Her educational and social exploits brought her into contact with scientists such as Andrew Crosse, Charles Babbage, Sir David Brewster, Charles Wheatstone, Michael Faraday and the author Charles Dickens, contacts which she used to further her education. Ada described her approach as "poetical science" and herself as an "Analyst (& Metaphysician)".
When she was a teenager, her mathematical talents led her to a long working relationship and friendship with fellow British mathematician Charles Babbage, who is known as "the father of computers". She was in particular interested in Babbage's work on the Analytical Engine. Lovelace first met him in June 1833, through their mutual friend, and her private tutor, Mary Somerville.

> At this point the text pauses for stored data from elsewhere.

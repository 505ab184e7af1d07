#[macro_use]
extern crate rocket;
#[macro_use]
extern crate diesel;
#[macro_use]
extern crate rocket_sync_db_pools;
#[macro_use]
extern crate validator_derive;

pub mod auth;
pub mod config;
pub mod database;
pub mod errors;
pub mod logger;
pub mod models;
pub mod routes;
pub mod schema;

use rocket::serde::json::{json, Value};
use rocket::{Build, Rocket};
use rocket_cors::Cors;

#[catch(400)]
fn bad_request() -> Value {
    json!({ "errors": { "message": "Bad request" } })
}

#[catch(401)]
fn unauthorized() -> Value {
    json!({ "errors": { "message": "Unauthorized" } })
}

#[catch(403)]
fn forbidden() -> Value {
    json!({ "errors": { "message": "Forbidden" } })
}

#[catch(404)]
fn not_found() -> Value {
    json!({ "errors": { "message": "Not found" } })
}

#[catch(422)]
fn unprocessable_entity() -> Value {
    json!({ "errors": { "message": "Unable to process the request body" } })
}

#[catch(500)]
fn internal_server_error() -> Value {
    json!({ "errors": { "message": "Internal server error" } })
}

fn cors_fairing() -> Cors {
    rocket_cors::CorsOptions::default()
        .to_cors()
        .expect("Cors fairing cannot be created")
}

pub fn rocket() -> Rocket<Build> {
    let config = config::AppConfig::from_env();
    let database_url =
        std::env::var("DATABASE_URL").expect("DATABASE_URL must be set");
    let figment = rocket::Config::figment().merge((
        "databases.diesel_postgres_pool",
        rocket_sync_db_pools::Config {
            url: database_url,
            pool_size: 10,
            timeout: 5,
        },
    ));
    let prefix = config.api_prefix.clone();

    rocket::custom(figment)
        .attach(database::Db::fairing())
        .attach(cors_fairing())
        .manage(config)
        .mount(
            prefix.as_str(),
            routes![
                routes::users::register,
                routes::users::login,
                routes::users::read_user,
                routes::users::update_user,
                routes::profiles::read_profile,
                routes::profiles::follow_user,
                routes::profiles::unfollow_user,
                routes::articles::list_articles,
                routes::articles::feed_articles,
                routes::articles::read_article,
                routes::articles::create_article,
                routes::articles::update_article,
                routes::articles::delete_article,
                routes::articles::favorite_article,
                routes::articles::unfavorite_article,
                routes::comments::list_comments,
                routes::comments::add_comment,
                routes::comments::delete_comment,
                routes::tags::list_tags,
            ],
        )
        .mount("/", routes![routes::health::health])
        .register(
            "/",
            catchers![
                bad_request,
                unauthorized,
                forbidden,
                not_found,
                unprocessable_entity,
                internal_server_error,
            ],
        )
}
use rocket::serde::json::{json, Value};

#[get("/health")]
pub fn health() -> Value {
    json!({ "status": "UP", "message": "Server is running" })
}
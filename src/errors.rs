use rocket::http::Status;
use rocket::request::Request;
use rocket::response::status::Custom;
use rocket::response::{self, Responder};
use rocket::serde::json::{json, Json, Value};
use std::collections::HashMap;
use validator::Validate;

/// Field name to ordered list of human readable messages, as rendered in
/// the `{"errors": {...}}` envelope of a 422 reply.
pub type FieldErrors = HashMap<String, Vec<String>>;

#[derive(Debug)]
pub enum Error {
    Unauthorized(String),
    Forbidden(String),
    NotFound(String),
    Validation(FieldErrors),
    Internal,
}

impl Error {
    pub fn unauthorized<S: Into<String>>(message: S) -> Error {
        Error::Unauthorized(message.into())
    }

    pub fn forbidden<S: Into<String>>(message: S) -> Error {
        Error::Forbidden(message.into())
    }

    pub fn not_found<S: Into<String>>(message: S) -> Error {
        Error::NotFound(message.into())
    }

    /// A 422 naming a single field, e.g. a uniqueness violation.
    pub fn validation<S: Into<String>>(field: S, message: S) -> Error {
        let mut errors = FieldErrors::new();
        errors.insert(field.into(), vec![message.into()]);
        Error::Validation(errors)
    }
}

fn message_envelope(message: &str) -> Value {
    json!({ "errors": { "message": message } })
}

fn field_envelope(errors: &FieldErrors) -> Value {
    json!({ "errors": errors })
}

impl<'r> Responder<'r, 'static> for Error {
    fn respond_to(self, req: &'r Request<'_>) -> response::Result<'static> {
        let (status, body) = match self {
            Error::Unauthorized(message) => (Status::Unauthorized, message_envelope(&message)),
            Error::Forbidden(message) => (Status::Forbidden, message_envelope(&message)),
            Error::NotFound(message) => (Status::NotFound, message_envelope(&message)),
            Error::Validation(errors) => (Status::UnprocessableEntity, field_envelope(&errors)),
            Error::Internal => (Status::InternalServerError, message_envelope("Internal server error")),
        };
        Custom(status, Json(body)).respond_to(req)
    }
}

/// Store failures surface as 404 for missing rows, 422 for constraint
/// violations and 500 for anything else. Nothing is silently swallowed.
impl From<diesel::result::Error> for Error {
    fn from(error: diesel::result::Error) -> Self {
        use diesel::result::{DatabaseErrorInformation, DatabaseErrorKind, Error as DieselError};
        match error {
            DieselError::NotFound => Error::not_found("Not found"),
            DieselError::DatabaseError(DatabaseErrorKind::UniqueViolation, info) => {
                let field = info
                    .column_name()
                    .map(str::to_string)
                    .unwrap_or_else(|| "database".to_string());
                Error::validation(field, "has already been taken".to_string())
            }
            error => {
                log::error!("database error: {}", error);
                Error::Internal
            }
        }
    }
}

impl From<bcrypt::BcryptError> for Error {
    fn from(error: bcrypt::BcryptError) -> Self {
        log::error!("bcrypt error: {}", error);
        Error::Internal
    }
}

/// Collects every failing field of a request body before the handler runs,
/// so one reply can name all of them at once.
#[derive(Default)]
pub struct FieldValidator {
    errors: FieldErrors,
}

impl FieldValidator {
    pub fn validate<T: Validate>(model: &T) -> FieldValidator {
        let mut validator = FieldValidator::default();
        if let Err(errors) = model.validate() {
            for (field, field_errors) in errors.field_errors() {
                let messages = validator.errors.entry(field.to_string()).or_default();
                for error in field_errors {
                    messages.push(
                        error
                            .message
                            .as_ref()
                            .map(|message| message.to_string())
                            .unwrap_or_else(|| error.code.to_string()),
                    );
                }
            }
        }
        validator
    }

    /// Pulls a required field out of the payload, recording a blank-field
    /// error when it is missing.
    pub fn extract<T>(&mut self, field: &str, value: Option<T>) -> T
    where
        T: Default,
    {
        value.unwrap_or_else(|| {
            self.errors
                .entry(field.to_string())
                .or_default()
                .push("can't be blank".to_string());
            T::default()
        })
    }

    pub fn check(self) -> Result<(), Error> {
        if self.errors.is_empty() {
            Ok(())
        } else {
            Err(Error::Validation(self.errors))
        }
    }
}
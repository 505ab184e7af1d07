use crate::auth::Auth;
use crate::database::{articles, comments, Db};
use crate::errors::{Error, FieldValidator};
use crate::models::comment::CommentJson;
use rocket::http::Status;
use rocket::response::status::Custom;
use rocket::serde::json::{json, Json, Value};
use serde::Deserialize;
use validator::Validate;

#[get("/articles/<slug>/comments")]
pub async fn list_comments(slug: String, auth: Option<Auth>, db: Db) -> Result<Value, Error> {
    let user_id = auth.map(|auth| auth.id);
    let comments = db
        .run(move |conn| -> Result<Vec<CommentJson>, Error> {
            let article = articles::find_by_slug(conn, &slug)?
                .ok_or_else(|| Error::not_found("Article not found"))?;
            Ok(comments::find_by_article(conn, article.id, user_id)?)
        })
        .await?;
    Ok(json!({ "comments": comments }))
}

#[derive(Deserialize)]
pub struct NewComment {
    comment: NewCommentData,
}

#[derive(Deserialize, Validate)]
struct NewCommentData {
    #[validate(length(min = 1, max = 1000, message = "must be between 1 and 1000 characters"))]
    body: Option<String>,
}

#[post("/articles/<slug>/comments", data = "<new_comment>")]
pub async fn add_comment(
    slug: String,
    new_comment: Json<NewComment>,
    auth: Auth,
    db: Db,
) -> Result<Custom<Value>, Error> {
    let new_comment = new_comment.into_inner().comment;

    let mut extractor = FieldValidator::validate(&new_comment);
    let body = extractor.extract("body", new_comment.body);
    extractor.check()?;

    let author_id = auth.id;
    let comment = db
        .run(move |conn| -> Result<CommentJson, Error> {
            let article = articles::find_by_slug(conn, &slug)?
                .ok_or_else(|| Error::not_found("Article not found"))?;
            Ok(comments::create(conn, article.id, author_id, &body)?)
        })
        .await?;
    Ok(Custom(Status::Created, json!({ "comment": comment })))
}

#[delete("/articles/<slug>/comments/<id>")]
pub async fn delete_comment(slug: String, id: i32, auth: Auth, db: Db) -> Result<Value, Error> {
    let user_id = auth.id;
    db.run(move |conn| -> Result<(), Error> {
        let article = articles::find_by_slug(conn, &slug)?
            .ok_or_else(|| Error::not_found("Article not found"))?;
        let comment = comments::find_scoped(conn, article.id, id)?
            .ok_or_else(|| Error::not_found("Comment not found"))?;
        if comment.author_id != user_id {
            return Err(Error::forbidden(
                "You are not authorized to delete this comment",
            ));
        }
        comments::delete(conn, comment.id)?;
        Ok(())
    })
    .await?;
    Ok(json!({ "message": "Comment deleted successfully" }))
}
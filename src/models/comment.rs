use crate::config::DATE_FORMAT;
use crate::models::user::Profile;
use chrono::NaiveDateTime;
use serde::Serialize;

#[derive(Debug, Clone, Queryable, Identifiable)]
#[diesel(table_name = crate::schema::comments)]
pub struct Comment {
    pub id: i32,
    pub body: String,
    pub article_id: i32,
    pub author_id: i32,
    pub created_at: NaiveDateTime,
    pub updated_at: NaiveDateTime,
}

#[derive(Debug, Serialize)]
#[serde(rename_all = "camelCase")]
pub struct CommentJson {
    pub id: i32,
    pub body: String,
    pub created_at: String,
    pub updated_at: String,
    pub author: Profile,
}

impl Comment {
    pub fn attributes(self, author: Profile) -> CommentJson {
        CommentJson {
            id: self.id,
            body: self.body,
            created_at: self.created_at.format(DATE_FORMAT).to_string(),
            updated_at: self.updated_at.format(DATE_FORMAT).to_string(),
            author,
        }
    }
}
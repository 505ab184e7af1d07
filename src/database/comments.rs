use crate::database::profiles::is_following;
use crate::models::comment::{Comment, CommentJson};
use crate::models::user::User;
use crate::schema::{comments, users};
use diesel::prelude::*;

#[derive(Insertable)]
#[diesel(table_name = comments)]
struct NewComment<'a> {
    body: &'a str,
    article_id: i32,
    author_id: i32,
}

/// Newest first, each author profile annotated with the caller's
/// following status.
pub fn find_by_article(
    conn: &mut PgConnection,
    article_id: i32,
    user_id: Option<i32>,
) -> QueryResult<Vec<CommentJson>> {
    let rows = comments::table
        .filter(comments::article_id.eq(article_id))
        .order(comments::created_at.desc())
        .load::<Comment>(conn)?;

    let mut result = Vec::with_capacity(rows.len());
    for comment in rows {
        let author: User = users::table.find(comment.author_id).first(conn)?;
        let following = match user_id {
            Some(uid) => is_following(conn, uid, author.id)?,
            None => false,
        };
        result.push(comment.attributes(author.to_profile(following)));
    }
    Ok(result)
}

pub fn create(
    conn: &mut PgConnection,
    article_id: i32,
    author_id: i32,
    body: &str,
) -> QueryResult<CommentJson> {
    let comment: Comment = diesel::insert_into(comments::table)
        .values(&NewComment {
            body,
            article_id,
            author_id,
        })
        .get_result(conn)?;
    let author: User = users::table.find(author_id).first(conn)?;
    // One's own comment: the author profile carries following=false.
    Ok(comment.attributes(author.to_profile(false)))
}

/// Scoped to the article so a comment id from another article 404s.
pub fn find_scoped(
    conn: &mut PgConnection,
    article_id: i32,
    comment_id: i32,
) -> QueryResult<Option<Comment>> {
    comments::table
        .filter(comments::id.eq(comment_id))
        .filter(comments::article_id.eq(article_id))
        .first::<Comment>(conn)
        .optional()
}

pub fn delete(conn: &mut PgConnection, comment_id: i32) -> QueryResult<usize> {
    diesel::delete(comments::table.find(comment_id)).execute(conn)
}
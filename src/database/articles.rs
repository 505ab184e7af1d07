use crate::database::profiles::{followed_ids, is_following};
use crate::database::tags::{of_article, set_tags};
use crate::database::{CountSubselect, OffsetLimit};
use crate::models::article::{Article, ArticleJson};
use crate::models::user::User;
use crate::schema::{article_tags, articles, favorites, tags, users};
use diesel::dsl::exists;
use diesel::pg::Pg;
use diesel::prelude::*;
use rand::distributions::Alphanumeric;
use rand::{thread_rng, Rng};

const DEFAULT_LIMIT: i64 = 20;
const SUFFIX_LEN: usize = 6;

#[derive(FromForm, Default)]
pub struct FindArticles {
    pub tag: Option<String>,
    pub author: Option<String>,
    pub favorited: Option<String>,
    pub limit: Option<i64>,
    pub offset: Option<i64>,
}

#[derive(FromForm, Default)]
pub struct FeedArticles {
    pub limit: Option<i64>,
    pub offset: Option<i64>,
}

#[derive(Insertable)]
#[diesel(table_name = articles)]
struct NewArticle<'a> {
    slug: &'a str,
    title: &'a str,
    description: &'a str,
    body: &'a str,
    author_id: i32,
}

/// Supplied fields overwrite, absent ones are kept. The slug is never
/// part of the changeset: it stays as minted at creation.
#[derive(AsChangeset, Default)]
#[diesel(table_name = articles)]
pub struct ArticleChanges {
    pub title: Option<String>,
    pub description: Option<String>,
    pub body: Option<String>,
}

/// Filters compose as AND; an unknown author or favoriting user short
/// circuits to the empty result. Count covers the whole filtered set, not
/// the returned page.
pub fn find(
    conn: &mut PgConnection,
    params: &FindArticles,
    user_id: Option<i32>,
) -> QueryResult<(Vec<ArticleJson>, i64)> {
    let author_id = match &params.author {
        Some(author) => match user_id_by_name(conn, author)? {
            Some(author_id) => Some(author_id),
            None => return Ok((vec![], 0)),
        },
        None => None,
    };
    let fan_id = match &params.favorited {
        Some(favorited) => match user_id_by_name(conn, favorited)? {
            Some(fan_id) => Some(fan_id),
            None => return Ok((vec![], 0)),
        },
        None => None,
    };
    let tag = params.tag.clone();

    let build = move || {
        let mut query = articles::table
            .order(articles::created_at.desc())
            .into_boxed();
        if let Some(author_id) = author_id {
            query = query.filter(articles::author_id.eq(author_id));
        }
        if let Some(tag) = &tag {
            let tagged = article_tags::table
                .inner_join(tags::table)
                .filter(tags::name.eq(tag.clone()))
                .select(article_tags::article_id);
            query = query.filter(articles::id.eq_any(tagged));
        }
        if let Some(fan_id) = fan_id {
            let favorited_ids = favorites::table
                .filter(favorites::user_id.eq(fan_id))
                .select(favorites::article_id);
            query = query.filter(articles::id.eq_any(favorited_ids));
        }
        query
    };

    load_page(
        conn,
        build,
        params.offset.unwrap_or(0),
        params.limit.unwrap_or(DEFAULT_LIMIT),
        user_id,
    )
}

/// Articles authored by users the caller follows. Following nobody never
/// touches the articles table.
pub fn feed(
    conn: &mut PgConnection,
    params: &FeedArticles,
    user_id: i32,
) -> QueryResult<(Vec<ArticleJson>, i64)> {
    let followed = followed_ids(conn, user_id)?;
    if followed.is_empty() {
        return Ok((vec![], 0));
    }

    let build = move || {
        articles::table
            .filter(articles::author_id.eq_any(followed.clone()))
            .order(articles::created_at.desc())
            .into_boxed()
    };
    load_page(
        conn,
        build,
        params.offset.unwrap_or(0),
        params.limit.unwrap_or(DEFAULT_LIMIT),
        Some(user_id),
    )
}

pub fn find_by_slug(conn: &mut PgConnection, slug: &str) -> QueryResult<Option<Article>> {
    articles::table
        .filter(articles::slug.eq(slug))
        .first::<Article>(conn)
        .optional()
}

pub fn create(
    conn: &mut PgConnection,
    author_id: i32,
    title: &str,
    description: &str,
    body: &str,
    tag_list: &[String],
) -> QueryResult<ArticleJson> {
    let slug = slugify(title);
    let article: Article = diesel::insert_into(articles::table)
        .values(&NewArticle {
            slug: &slug,
            title,
            description,
            body,
            author_id,
        })
        .get_result(conn)?;
    set_tags(conn, article.id, tag_list)?;
    populate(conn, article, Some(author_id))
}

pub fn update(
    conn: &mut PgConnection,
    article: &Article,
    changes: &ArticleChanges,
    tag_list: Option<&[String]>,
    user_id: i32,
) -> QueryResult<ArticleJson> {
    let updated: Article = diesel::update(articles::table.find(article.id))
        .set((changes, articles::updated_at.eq(diesel::dsl::now)))
        .get_result(conn)?;
    if let Some(names) = tag_list {
        set_tags(conn, updated.id, names)?;
    }
    populate(conn, updated, Some(user_id))
}

/// Comments, tag links and favorites go with it through the cascading
/// foreign keys.
pub fn delete(conn: &mut PgConnection, article_id: i32) -> QueryResult<usize> {
    diesel::delete(articles::table.find(article_id)).execute(conn)
}

pub fn favorite(conn: &mut PgConnection, user_id: i32, article_id: i32) -> QueryResult<usize> {
    diesel::insert_into(favorites::table)
        .values((
            favorites::user_id.eq(user_id),
            favorites::article_id.eq(article_id),
        ))
        .on_conflict((favorites::user_id, favorites::article_id))
        .do_nothing()
        .execute(conn)
}

pub fn unfavorite(conn: &mut PgConnection, user_id: i32, article_id: i32) -> QueryResult<usize> {
    diesel::delete(favorites::table.find((user_id, article_id))).execute(conn)
}

/// Annotates a row for the calling user: tag list, live favorites count,
/// the caller's `favorited` flag and the author profile with `following`.
pub fn populate(
    conn: &mut PgConnection,
    article: Article,
    user_id: Option<i32>,
) -> QueryResult<ArticleJson> {
    let author: User = users::table.find(article.author_id).first(conn)?;
    let tag_list = of_article(conn, article.id)?;
    let favorites_count: i64 = favorites::table
        .filter(favorites::article_id.eq(article.id))
        .count()
        .get_result(conn)?;
    let favorited = match user_id {
        Some(uid) => {
            diesel::select(exists(favorites::table.find((uid, article.id)))).get_result(conn)?
        }
        None => false,
    };
    let following = match user_id {
        Some(uid) => is_following(conn, uid, author.id)?,
        None => false,
    };
    Ok(article.attributes(author.to_profile(following), tag_list, favorited, favorites_count))
}

fn load_page<F>(
    conn: &mut PgConnection,
    build: F,
    offset: i64,
    limit: i64,
    user_id: Option<i32>,
) -> QueryResult<(Vec<ArticleJson>, i64)>
where
    F: Fn() -> articles::BoxedQuery<'static, Pg>,
{
    let (rows, mut count) = build()
        .offset_and_limit(offset, limit)
        .load_and_count::<Article>(conn)?;
    // The window count rides on the returned rows; a page past the end of
    // the filtered set has none, so recount without the pagination.
    if rows.is_empty() && offset > 0 {
        count = build().count_subselect().get_result(conn)?;
    }
    let mut result = Vec::with_capacity(rows.len());
    for article in rows {
        result.push(populate(conn, article, user_id)?);
    }
    Ok((result, count))
}

fn user_id_by_name(conn: &mut PgConnection, username: &str) -> QueryResult<Option<i32>> {
    users::table
        .filter(users::username.eq(username))
        .select(users::id)
        .first(conn)
        .optional()
}

/// URL-safe identifier derived from the title, unique per creation even
/// for duplicate titles thanks to the random suffix.
fn slugify(title: &str) -> String {
    if cfg!(feature = "random-suffix") {
        format!("{}-{}", slug::slugify(title), generate_suffix(SUFFIX_LEN))
    } else {
        slug::slugify(title)
    }
}

fn generate_suffix(len: usize) -> String {
    let mut rng = thread_rng();
    (0..len)
        .map(|_| rng.sample(Alphanumeric) as char)
        .collect::<String>()
        .to_lowercase()
}
use crate::auth::Auth;
use crate::config::AppConfig;
use crate::database::{users, Db};
use crate::errors::{Error, FieldValidator};
use crate::models::user::User;
use bcrypt::{hash, verify, DEFAULT_COST};
use rocket::http::Status;
use rocket::response::status::Custom;
use rocket::serde::json::{json, Json, Value};
use rocket::State;
use serde::Deserialize;
use validator::Validate;

#[derive(Deserialize)]
pub struct NewUser {
    user: NewUserData,
}

#[derive(Deserialize, Validate)]
struct NewUserData {
    #[validate(length(min = 3, max = 20, message = "must be between 3 and 20 characters"))]
    username: Option<String>,
    #[validate(email(message = "is invalid"))]
    email: Option<String>,
    #[validate(length(min = 6, message = "must be at least 6 characters long"))]
    password: Option<String>,
}

#[post("/users/register", data = "<new_user>")]
pub async fn register(
    new_user: Json<NewUser>,
    db: Db,
    config: &State<AppConfig>,
) -> Result<Custom<Value>, Error> {
    let new_user = new_user.into_inner().user;

    let mut extractor = FieldValidator::validate(&new_user);
    let username = extractor.extract("username", new_user.username);
    let email = extractor.extract("email", new_user.email);
    let password = extractor.extract("password", new_user.password);
    extractor.check()?;

    let user = db
        .run(move |conn| -> Result<User, Error> {
            // Email first, then username; the first taken field wins.
            if users::find_by_email(conn, &email)?.is_some() {
                return Err(Error::validation("email", "has already been taken"));
            }
            if users::find_by_username(conn, &username)?.is_some() {
                return Err(Error::validation("username", "has already been taken"));
            }
            let hash = hash(&password, DEFAULT_COST)?;
            Ok(users::create(
                conn,
                &users::NewUser {
                    username: &username,
                    email: &email,
                    hash: &hash,
                },
            )?)
        })
        .await?;

    Ok(Custom(Status::Created, json!({ "user": user.to_auth(config) })))
}

#[derive(Deserialize)]
pub struct LoginUser {
    user: LoginUserData,
}

#[derive(Deserialize, Validate)]
struct LoginUserData {
    #[validate(email(message = "is invalid"))]
    email: Option<String>,
    password: Option<String>,
}

#[post("/users/login", data = "<user>")]
pub async fn login(
    user: Json<LoginUser>,
    db: Db,
    config: &State<AppConfig>,
) -> Result<Value, Error> {
    let user = user.into_inner().user;

    let mut extractor = FieldValidator::validate(&user);
    let email = extractor.extract("email", user.email);
    let password = extractor.extract("password", user.password);
    extractor.check()?;

    // One message for both unknown email and wrong password; the reply
    // never says which side failed.
    let user = db
        .run(move |conn| -> Result<User, Error> {
            let user = users::find_by_email(conn, &email)?
                .ok_or_else(|| Error::unauthorized("Email or password is invalid"))?;
            if !verify(&password, &user.hash)? {
                return Err(Error::unauthorized("Email or password is invalid"));
            }
            Ok(user)
        })
        .await?;

    Ok(json!({ "user": user.to_auth(config) }))
}

#[get("/user")]
pub async fn read_user(auth: Auth, db: Db, config: &State<AppConfig>) -> Result<Value, Error> {
    let id = auth.id;
    let user = db
        .run(move |conn| users::find(conn, id))
        .await?
        .ok_or_else(|| Error::unauthorized("User not found"))?;
    Ok(json!({ "user": user.to_auth(config) }))
}

#[derive(Deserialize)]
pub struct UpdateUser {
    user: UpdateUserData,
}

#[derive(Deserialize, Validate, Default)]
struct UpdateUserData {
    #[validate(length(min = 3, max = 20, message = "must be between 3 and 20 characters"))]
    username: Option<String>,
    #[validate(email(message = "is invalid"))]
    email: Option<String>,
    #[validate(length(min = 6, message = "must be at least 6 characters long"))]
    password: Option<String>,
    // Presence, not truthiness: an explicit empty string clears the field.
    bio: Option<String>,
    #[validate(url(message = "must be a valid URL"))]
    image: Option<String>,
}

#[put("/user", data = "<user>")]
pub async fn update_user(
    user: Json<UpdateUser>,
    auth: Auth,
    db: Db,
    config: &State<AppConfig>,
) -> Result<Value, Error> {
    let data = user.into_inner().user;
    FieldValidator::validate(&data).check()?;
    let id = auth.id;

    let user = db
        .run(move |conn| -> Result<User, Error> {
            let current = users::find(conn, id)?
                .ok_or_else(|| Error::unauthorized("User not found"))?;

            // Uniqueness is only rechecked when the value actually changes.
            if let Some(email) = &data.email {
                if *email != current.email && users::find_by_email(conn, email)?.is_some() {
                    return Err(Error::validation("email", "has already been taken"));
                }
            }
            if let Some(username) = &data.username {
                if *username != current.username
                    && users::find_by_username(conn, username)?.is_some()
                {
                    return Err(Error::validation("username", "has already been taken"));
                }
            }

            let hash = match &data.password {
                Some(password) => Some(hash(password, DEFAULT_COST)?),
                None => None,
            };
            let changes = users::UserChanges {
                username: data.username,
                email: data.email,
                hash,
                bio: data.bio,
                image: data.image,
            };
            Ok(users::update(conn, id, &changes)?)
        })
        .await?;

    Ok(json!({ "user": user.to_auth(config) }))
}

Between 1842 and 1843, Ada translated an article by Italian military engineer Luigi Menabrea on the calculating engine, supplementing it with an elaborate set of notes, simply called Notes. These notes contain what many consider to be the first computer program—that is, an algorithm designed to be carried out by a machine. Other historians reject this perspective and point out that Babbage's personal notes from the years 1836/1837 contain the first programs for the engine. Lovelace's notes are important in the early history of computers. She also developed a vision of the capability of computers to go beyond mere calculating or number-crunching, while many others, including Babbage himself, focused only on those capabilities. Her mindset of "poetical science" led her to ask questions about the Analytical Engine (as shown in her notes) examining how individuals and society relate to technology as a collaborative tool.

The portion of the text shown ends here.